Avec notre envoyée spéciale en Colombie, Véronique Gaymard
Puente Nayero est à deux pas du centre ville. Un pont remblayé de terre, des maisons en bois et plastiques sur pilotis, et deux rues de planches perpendiculaires à la mer. Ici vivent des pêcheurs que la municipalité veut reloger ailleurs. Car Buenaventura, c’est le grand port colombien sur le Pacifique, qui doit se développer. Ici aussi, des bandes rivales appelées La Empresa, los Urabeños ou encore los Gaitanistas s’affrontent pour le contrôle du territoire. Des maisons ont été utilisées pour découper des victimes, terroriser la communauté et les faire fuir.
La paix, et rien que la paix
Depuis deux mois, les habitants de Puente Nayero se sont organisés en zone humanitaire et ont chassé les groupes armés. Ici, on veut parier sur la paix encore fragile, comme William, 21 ans : « Santos dit qu’il ne veut plus de guerre, qu’il veut la paix, donc en tant que président, s’il le promet il faut qu’il s’y tienne. On verra si les aides qu’il a promises vont arriver, s’il n’en supprime pas certaines, et s’il nous envoie plus de protection dans les zones humanitaires car en tant que président, il peut le faire ».

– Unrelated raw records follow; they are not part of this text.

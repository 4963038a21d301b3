//! Safetensors container I/O.
//!
//! Both the input recording and the averaged output are safetensors files:
//! an 8-byte little-endian header length, a JSON header, then raw
//! little-endian tensor bytes.  String tensors (`ch_names`, `event_codes`)
//! are stored as newline-joined UTF-8 in a `U8` tensor.  Scalar metadata
//! lives in the header's `__metadata__` map.
//!
//! | tensor          | dtype      | shape   | required |
//! |-----------------|------------|---------|----------|
//! | `data`          | F32        | [C, T]  | yes      |
//! | `sfreq`         | F32 / F64  | [1]     | yes      |
//! | `ch_names`      | U8         | [bytes] | no       |
//! | `event_samples` | I32 / I64  | [N]     | no       |
//! | `event_codes`   | U8         | [bytes] | with `event_samples` |
//! | `bad_channels`  | I32        | [K]     | no (1-based) |
//! | `nave`          | I32        | [K]     | output only |
//!
//! Metadata keys: `start_time` (RFC 3339), `device`, `history` (JSON) and,
//! on output, `categories` (JSON).
use std::path::{Path, PathBuf};

use anyhow::{bail, ensure, Context};
use chrono::{DateTime, Utc};
use ndarray::Array2;
use serde_json::Value;

use crate::average::AveragedRecording;
use crate::error::{ErpError, Result};
use crate::history::HistoryEntry;
use crate::recording::{Event, Recording};

const METADATA_KEY: &str = "__metadata__";

/// Anything that can produce a [`Recording`].
pub trait RecordingReader {
    /// Identifier used in error messages and history (usually the path).
    fn source(&self) -> String;

    fn read(&mut self) -> Result<Recording>;
}

/// Anything that can store the averaged output.
pub trait RecordingWriter {
    fn write(&mut self, output: &AveragedRecording, history: &[HistoryEntry]) -> Result<()>;
}

// ── Low-level parser ─────────────────────────────────────────────────────────

struct Tensor<'a> {
    dtype: String,
    shape: Vec<usize>,
    raw: &'a [u8],
}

Orlando Castillo est à l’origine de cette zone de paix, avec le soutien de la Commission inter ecclésiale Justice et paix. Récemment menacé de mort, il veut voter pour la paix : « Assez de cette guerre qui dure depuis 50 ans ! On a besoin d’une paix durable, mais surtout une paix avec justice sociale et transformation de la société ».
A Buenaventura, des militaires et des policiers patrouillent, et les menaces continuent.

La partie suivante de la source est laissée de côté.